Records drawn from a dataset
------------------------------------------------

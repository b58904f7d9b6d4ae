//! 1-based pagination.

/// One page of a result list.
#[derive(Debug, Clone, PartialEq, Eq)]
pub struct Page<T> {
    /// Items on this page.
    pub items: Vec<T>,
    /// Requested page number (1-based).
    pub page: usize,
    /// Page size.
    pub per_page: usize,
    /// Number of items across all pages.
    pub total_items: usize,
    /// Number of pages (0 for an empty list).
    pub total_pages: usize,
}

impl<T> Page<T> {
    /// Whether a page follows this one.
    pub fn has_next(&self) -> bool {
        self.page < self.total_pages
    }

    /// Whether a page precedes this one.
    pub fn has_previous(&self) -> bool {
        self.page > 1 && self.total_pages > 0
    }
}

/// Slice `items` into page `page` of `per_page` entries.
///
/// Pages start at 1. Page 0 and pages past the end are empty. A zero
/// `per_page` is treated as 1.
pub fn paginate<T: Clone>(items: &[T], page: usize, per_page: usize) -> Page<T> {
    let per_page = per_page.max(1);
    let total_items = items.len();
    let total_pages = total_items.div_ceil(per_page);

    let page_items = if page == 0 || page > total_pages {
        Vec::new()
    } else {
        let start = (page - 1) * per_page;
        let end = (start + per_page).min(total_items);
        items[start..end].to_vec()
    };

    Page {
        items: page_items,
        page,
        per_page,
        total_items,
        total_pages,
    }
}
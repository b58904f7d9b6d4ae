//! Config command - inspect and edit `config.ini`.

use std::path::Path;

use clap::Subcommand;
use clicrepo::config::{config_file_path, ConfigFile, ConfigKey};
use console::style;

use crate::error::CliError;

/// Config subcommands.
#[derive(Debug, Subcommand)]
pub enum ConfigCommands {
    /// Print one setting
    Get {
        /// Setting name as section.key (e.g. download.concurrency)
        key: String,
    },

    /// Change one setting and save the file
    Set {
        /// Setting name as section.key (e.g. repository.base_url)
        key: String,

        /// New value; an empty string clears optional settings
        value: String,
    },

    /// Print every setting grouped by section
    List,

    /// Print the location of the configuration file
    Path,
}

/// Run a config subcommand against the user's configuration file.
pub fn run(command: ConfigCommands) -> Result<(), CliError> {
    let path = config_file_path();
    for line in execute(command, &path)? {
        println!("{}", line);
    }
    Ok(())
}

/// Execute `command` against the file at `path` and return the lines to print.
fn execute(command: ConfigCommands, path: &Path) -> Result<Vec<String>, CliError> {
    match command {
        ConfigCommands::Get { key } => {
            let key = lookup(&key)?;
            let value = key.get(&ConfigFile::load_from(path)?);
            Ok(vec![display_value(&value)])
        }
        ConfigCommands::Set { key, value } => {
            let key = lookup(&key)?;
            let mut config = ConfigFile::load_from(path)?;
            key.set(&mut config, &value)?;
            config.save_to(path)?;
            Ok(vec![format!(
                "{} {} = {}",
                style("Saved").green(),
                key.name(),
                display_value(&key.get(&config))
            )])
        }
        ConfigCommands::List => Ok(list_lines(&ConfigFile::load_from(path)?)),
        ConfigCommands::Path => Ok(vec![path.display().to_string()]),
    }
}

fn lookup(name: &str) -> Result<ConfigKey, CliError> {
    name.parse().map_err(|_| {
        let known: Vec<String> = ConfigKey::all().iter().map(ConfigKey::name).collect();
        CliError::Config(format!(
            "Unknown setting '{}'. Known settings: {}",
            name,
            known.join(", ")
        ))
    })
}

fn display_value(value: &str) -> String {
    if value.is_empty() {
        "(not set)".to_string()
    } else {
        value.to_string()
    }
}

fn list_lines(config: &ConfigFile) -> Vec<String> {
    let mut lines = Vec::new();
    let mut section = "";

    for key in ConfigKey::all() {
        if key.section() != section {
            if !section.is_empty() {
                lines.push(String::new());
            }
            section = key.section();
            lines.push(format!("[{}]", section));
        }
        lines.push(format!(
            "{:<20} = {}",
            key.key_name(),
            display_value(&key.get(config))
        ));
    }
    lines
}
//! Configuration for download sessions.

use std::time::Duration;

use super::file::ConfigFile;
use crate::download::{DEFAULT_CONCURRENCY, DEFAULT_TIMEOUT_SECS};

/// Configuration for a [`DownloadSession`](crate::session::DownloadSession).
#[derive(Debug, Clone)]
pub struct DownloadConfig {
    /// Maximum concurrent fetches.
    pub concurrency: usize,

    /// HTTP request timeout.
    pub timeout: Duration,

    /// Log the pool size when a session starts.
    pub debug: bool,

    /// Serve `file://` URLs from the local filesystem.
    pub allow_local_origin: bool,
}

impl Default for DownloadConfig {
    fn default() -> Self {
        Self {
            concurrency: DEFAULT_CONCURRENCY,
            timeout: Duration::from_secs(DEFAULT_TIMEOUT_SECS),
            debug: false,
            allow_local_origin: false,
        }
    }
}

impl DownloadConfig {
    /// Build from the `[download]` section of a configuration file.
    pub fn from_config_file(config: &ConfigFile) -> Self {
        Self {
            concurrency: config.download.concurrency.max(1),
            timeout: Duration::from_secs(config.download.timeout_secs),
            debug: config.download.debug,
            allow_local_origin: config.download.allow_local_origin,
        }
    }

    /// Set the maximum concurrent fetches.
    pub fn with_concurrency(mut self, concurrency: usize) -> Self {
        self.concurrency = concurrency.max(1);
        self
    }

    /// Set the HTTP timeout.
    pub fn with_timeout(mut self, timeout: Duration) -> Self {
        self.timeout = timeout;
        self
    }

    /// Enable or disable debug logging of the pool size.
    pub fn with_debug(mut self, debug: bool) -> Self {
        self.debug = debug;
        self
    }

    /// Enable or disable local file access.
    pub fn with_allow_local_origin(mut self, allow: bool) -> Self {
        self.allow_local_origin = allow;
        self
    }
}

#[cfg(test)]
mod tests {
    use super::*;

    #[test]
    fn test_default_config() {
        let config = DownloadConfig::default();
        assert_eq!(config.concurrency, 20);
        assert_eq!(config.timeout, Duration::from_secs(DEFAULT_TIMEOUT_SECS));
        assert!(!config.debug);
        assert!(!config.allow_local_origin);
    }

    #[test]
    fn test_builder_pattern() {
        let config = DownloadConfig::default()
            .with_concurrency(0)
            .with_timeout(Duration::from_secs(5))
            .with_debug(true)
            .with_allow_local_origin(true);

        assert_eq!(config.concurrency, 1);
        assert_eq!(config.timeout, Duration::from_secs(5));
        assert!(config.debug);
        assert!(config.allow_local_origin);
    }

    #[test]
    fn test_from_config_file() {
        let mut file = ConfigFile::default();
        file.download.concurrency = 3;
        file.download.timeout_secs = 10;
        file.download.debug = true;

        let config = DownloadConfig::from_config_file(&file);
        assert_eq!(config.concurrency, 3);
        assert_eq!(config.timeout, Duration::from_secs(10));
        assert!(config.debug);
    }
}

------------------------------------------------

* _WORK REQUEST_: All lines from the beginning of the entries through the line marked "treated as 1." are to be output exactly; nothing else belongs in the answer.

* _EXERCISE RESULT_:
repository b58904f7d9b6d4ae
//! 1-based pagination.

/// One page of a result list.
#[derive(Debug, Clone, PartialEq, Eq)]
pub struct Page<T> {
    /// Items on this page.
    pub items: Vec<T>,
    /// Requested page number (1-based).
    pub page: usize,
    /// Page size.
    pub per_page: usize,
    /// Number of items across all pages.
    pub total_items: usize,
    /// Number of pages (0 for an empty list).
    pub total_pages: usize,
}

impl<T> Page<T> {
    /// Whether a page follows this one.
    pub fn has_next(&self) -> bool {
        self.page < self.total_pages
    }

    /// Whether a page precedes this one.
    pub fn has_previous(&self) -> bool {
        self.page > 1 && self.total_pages > 0
    }
}

/// Slice `items` into page `page` of `per_page` entries.
///
/// Pages start at 1. Page 0 and pages past the end are empty. A zero
/// `per_page` is treated as 1.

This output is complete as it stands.